First and foremost, the Signal infrastructure was setup in most cases by the previous administration! Even a cursory search of USA Spending reveals millions were spent on telemessage before Trump was elected. https://www.usaspending.gov/search?hash=d900bda0a5eccae47ba7... I'm not a journalist, but look for yourself.
As for accusations that what the Biden Administration procured and configured is insecure: it's not. TeleMessage has a configuration approved for CUI that integrates with GCC-high (IL4) and O365 DoD (IL5). Thus they are fine to collect and archive unclassified CUI, ITAR, NSS data, command and control/ISR, tactical data, etc.

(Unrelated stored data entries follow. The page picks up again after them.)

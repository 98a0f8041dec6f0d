//! Scoring.
//!
//! Each placed card scores its fixed value (numerals their rank, Pawns and
//! Courts 10). An Ace scores one point per other card in its stack sharing
//! its suit; under `deucey` the centre and the opponent's stack count too.
//! The higher total controls a district. Winner: most districts, then raw
//! score, then tokens held; a full tie shares the win.

use serde::{Deserialize, Serialize};

use super::state::TurnState;
use crate::board::{District, DistrictId};
use crate::cards::{CardCatalogue, CardDefinition, CardId};
use crate::core::{PlayerId, PlayerMap};

/// Result of a completed game.
#[derive(Clone, Debug, PartialEq, Eq, Serialize, Deserialize)]
pub enum GameResult {
    /// Single winner.
    Winner(PlayerId),
    /// Co-winners after a full tie.
    Winners(Vec<PlayerId>),
}

impl GameResult {
    /// Check if a player won.
    #[must_use]
    pub fn is_winner(&self, player: PlayerId) -> bool {
        match self {
            GameResult::Winner(p) => *p == player,
            GameResult::Winners(ps) => ps.contains(&player),
        }
    }

    /// Winning players.
    #[must_use]
    pub fn players(&self) -> Vec<PlayerId> {
        match self {
            GameResult::Winner(p) => vec![*p],
            GameResult::Winners(ps) => ps.clone(),
        }
    }
}

/// One district's totals.
#[derive(Clone, Debug, PartialEq, Eq, Serialize, Deserialize)]
pub struct DistrictScore {
    pub district: DistrictId,
    pub totals: PlayerMap<u32>,
    /// `None` on a tie.
    pub controller: Option<PlayerId>,
}

/// Full score breakdown.
#[derive(Clone, Debug, PartialEq, Eq, Serialize, Deserialize)]
pub struct ScoreSheet {
    pub districts: Vec<DistrictScore>,
    /// Districts controlled per player.
    pub controlled: PlayerMap<u32>,
    /// Raw score per player, summed over districts.
    pub raw: PlayerMap<u32>,
    /// Tokens held per player.
    pub tokens: PlayerMap<u32>,
}

impl ScoreSheet {
    /// Apply the tie-break cascade.
    #[must_use]
    pub fn result(&self) -> GameResult {
        let mut leaders: Vec<PlayerId> = self.controlled.player_ids().collect();
        for criterion in [&self.controlled, &self.raw, &self.tokens] {
            let best = leaders.iter().map(|&p| criterion[p]).max().unwrap_or(0);
            leaders.retain(|&p| criterion[p] == best);
            if leaders.len() == 1 {
                return GameResult::Winner(leaders[0]);
            }
        }
        GameResult::Winners(leaders)
    }
}

/// Score the board in `state`.
pub fn score(state: &TurnState, catalogue: &dyn CardCatalogue, deucey: bool) -> ScoreSheet {
    let player_count = state.hands.player_count();
    let mut controlled = PlayerMap::with_default(player_count);
    let mut raw = PlayerMap::with_default(player_count);
    let tokens = PlayerMap::new(player_count, |p| state.ledger.total(p));

    let mut districts = Vec::with_capacity(state.board.len());
    for (id, district) in state.board.iter() {
        let totals = PlayerMap::new(player_count, |p| district_total(district, p, catalogue, deucey));
        let controller = controller(&totals);

        if let Some(p) = controller {
            controlled[p] += 1;
        }
        for (p, total) in totals.iter() {
            raw[p] += *total;
        }
        districts.push(DistrictScore {
            district: id,
            totals,
            controller,
        });
    }

    ScoreSheet {
        districts,
        controlled,
        raw,
        tokens,
    }
}

/// Unique highest total, if any.
fn controller(totals: &PlayerMap<u32>) -> Option<PlayerId> {
    let best = totals.iter().map(|(_, t)| *t).max()?;
    let mut at_best = totals.iter().filter(|(_, t)| **t == best);
    let (leader, _) = at_best.next()?;
    at_best.next().is_none().then_some(leader)
}

/// One player's total in one district.
#[must_use]
pub fn district_total(district: &District, player: PlayerId, catalogue: &dyn CardCatalogue, deucey: bool) -> u32 {
    district.stacks[player]
        .iter()
        .enumerate()
        .filter_map(|(i, card)| catalogue.resolve(card).map(|def| (i, def)))
        .map(|(i, def)| match def.score_value() {
            Some(value) => value,
            None => ace_value(district, player, i, def, catalogue, deucey),
        })
        .sum()
}

/// Adjacency value of the Ace at `position` in `player`'s stack.
#[must_use]
pub fn ace_value(
    district: &District,
    player: PlayerId,
    position: usize,
    ace: &CardDefinition,
    catalogue: &dyn CardCatalogue,
    deucey: bool,
) -> u32 {
    let matches = |card: &CardId| catalogue.resolve(card).is_some_and(|d| d.shares_suit(ace));

    let own = district.stacks[player]
        .iter()
        .enumerate()
        .filter(|&(i, card)| i != position && matches(card))
        .count();

    let mut value = own;
    if deucey {
        value += usize::from(matches(&district.center));
        value += district
            .stacks
            .iter()
            .filter(|&(p, _)| p != player)
            .flat_map(|(_, stack)| stack.iter())
            .filter(|card| matches(*card))
            .count();
    }
    value as u32
}

#[cfg(test)]
mod tests {
    use super::*;
    use crate::board::Board;
    use crate::cards::{CardRegistry, Deck};
    use crate::core::Tokens;
    use crate::economy::{DeedLedger, TokenLedger};
    use im::Vector;

    const P0: PlayerId = PlayerId::new(0);
    const P1: PlayerId = PlayerId::new(1);

    fn fixture() -> TurnState {
        TurnState {
            ledger: TokenLedger::new(2),
            board: Board::new(["PVLY", "PMSL", "X", "PSVK", "PMYK"].into_iter().map(CardId::new), 2),
            deeds: DeedLedger::new(),
            hands: PlayerMap::with_default(2),
            deck: Deck::default(),
            discard: Vector::new(),
            crowns: PlayerMap::with_default(2),
            roll: None,
            choices: Vector::new(),
            current: P0,
            shuffled: false,
            last_move: String::new(),
            log: Vector::new(),
        }
    }

    fn place(state: &mut TurnState, district: u8, player: PlayerId, cards: &[&str]) {
        for card in cards {
            state.board.place(DistrictId(district), player, CardId::new(card)).unwrap();
        }
    }

    #[test]
    fn test_lone_ace_scores_zero() {
        let registry = CardRegistry::standard();
        let mut state = fixture();
        place(&mut state, 1, P0, &["1M"]);
        let sheet = score(&state, &registry, false);
        assert_eq!(sheet.districts[1].totals[P0], 0);
    }

    #[test]
    fn test_ace_counts_matching_neighbours() {
        let registry = CardRegistry::standard();
        let mut state = fixture();
        // Two Moons cards and one without Moons alongside the Ace.
        place(&mut state, 1, P0, &["5ML", "1M", "3MV", "9VY"]);
        let district = state.board.district(DistrictId(1)).unwrap();
        let ace = registry.lookup(&CardId::new("1M")).unwrap();

        assert_eq!(ace_value(district, P0, 1, ace, &registry, false), 2);
        assert_eq!(district_total(district, P0, &registry, false), 5 + 2 + 3 + 9);
    }

    #[test]
    fn test_deucey_counts_center_and_opponent() {
        let registry = CardRegistry::standard();
        let mut state = fixture();
        place(&mut state, 1, P0, &["1M"]);
        place(&mut state, 1, P1, &["8MS", "4YK"]);
        let district = state.board.district(DistrictId(1)).unwrap();
        let ace = registry.lookup(&CardId::new("1M")).unwrap();

        assert_eq!(ace_value(district, P0, 0, ace, &registry, false), 0);
        // PMSL centre plus 8MS.
        assert_eq!(ace_value(district, P0, 0, ace, &registry, true), 2);
    }

    #[test]
    fn test_control_and_cascade() {
        let registry = CardRegistry::standard();
        let mut state = fixture();
        place(&mut state, 0, P0, &["9VY"]);
        place(&mut state, 0, P1, &["4VL"]);
        place(&mut state, 1, P1, &["8MS"]);
        place(&mut state, 3, P0, &["7SK"]);
        place(&mut state, 3, P1, &["7SK"]);

        let sheet = score(&state, &registry, false);
        assert_eq!(sheet.districts[0].controller, Some(P0));
        assert_eq!(sheet.districts[1].controller, Some(P1));
        assert_eq!(sheet.districts[3].controller, None);
        assert_eq!(sheet.districts[2].controller, None);

        // One district each; raw 16 vs 19.
        assert_eq!(sheet.raw[P0], 16);
        assert_eq!(sheet.raw[P1], 19);
        assert_eq!(sheet.result(), GameResult::Winner(P1));
    }

    #[test]
    fn test_token_tiebreak_and_full_tie() {
        let registry = CardRegistry::standard();
        let mut state = fixture();
        place(&mut state, 0, P0, &["9VY"]);
        place(&mut state, 1, P1, &["9LK"]);

        assert_eq!(
            score(&state, &registry, false).result(),
            GameResult::Winners(vec![P0, P1])
        );

        state.ledger.credit(P0, &Tokens::of(crate::core::Suit::Moons, 1));
        let result = score(&state, &registry, false).result();
        assert_eq!(result, GameResult::Winner(P0));
        assert!(result.is_winner(P0));
        assert_eq!(result.players(), vec![P0]);
    }
}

"TeleMessage can go a long way in enabling regulatory compliance by working with Microsoft to capture, archive, and maintain text messages, voice calls, and other files, leading to stress-free adherence to all the security controls required as per FedRAMP. Crucially, the mobile archiver supports Microsoft 365 Government Community Cloud, Government Community Cloud High, and Department of Defense solutions across all devices, carriers, and instant messengers.
Federal agencies and contractors can issue their own phones to personnel or have their employees use their own BYOD devices because TeleMessage can still securely retain all the communication within its servers or have it forwarded to a data storage vendor of choice. There is also the option of cross-carrier and international mobile text and calls archiving." -- https://web.archive.org/web/20250502041804/https://www.telem...
So far they're good in theory. They decrypted messages are transmitted in at least 1 encrypted wrapper (TLS) to mobile archiver, then ultimately landing in the DoD Azure cloud environment. The question is whether the whole chain after the phone is in the DoD environment, or if it routes through Telemessage's systems.
If you look at the hack (https://archive.ph/yyyLg), initially it leads you to believe that the message archiver doesn't live in the DoD environment and instead lives in AWS commercial or some lesser rated cloud. I think this is only true some of the time. Note in the hack, they only have messages from CPB. They don't appear to have any .mil, cia.gov, eop.gov, etc. CBP doesn't have access to the IL5 DoD Tenant in the first place and their archiver is likely hosted in AWS Commercial or AWS East/West (IL2).
Frankly, I don't think that any of the higher sensitivity organizations will be routing through a TeleMessage controlled server, or any server lower than IL4. They host that piece on their own infrastructure.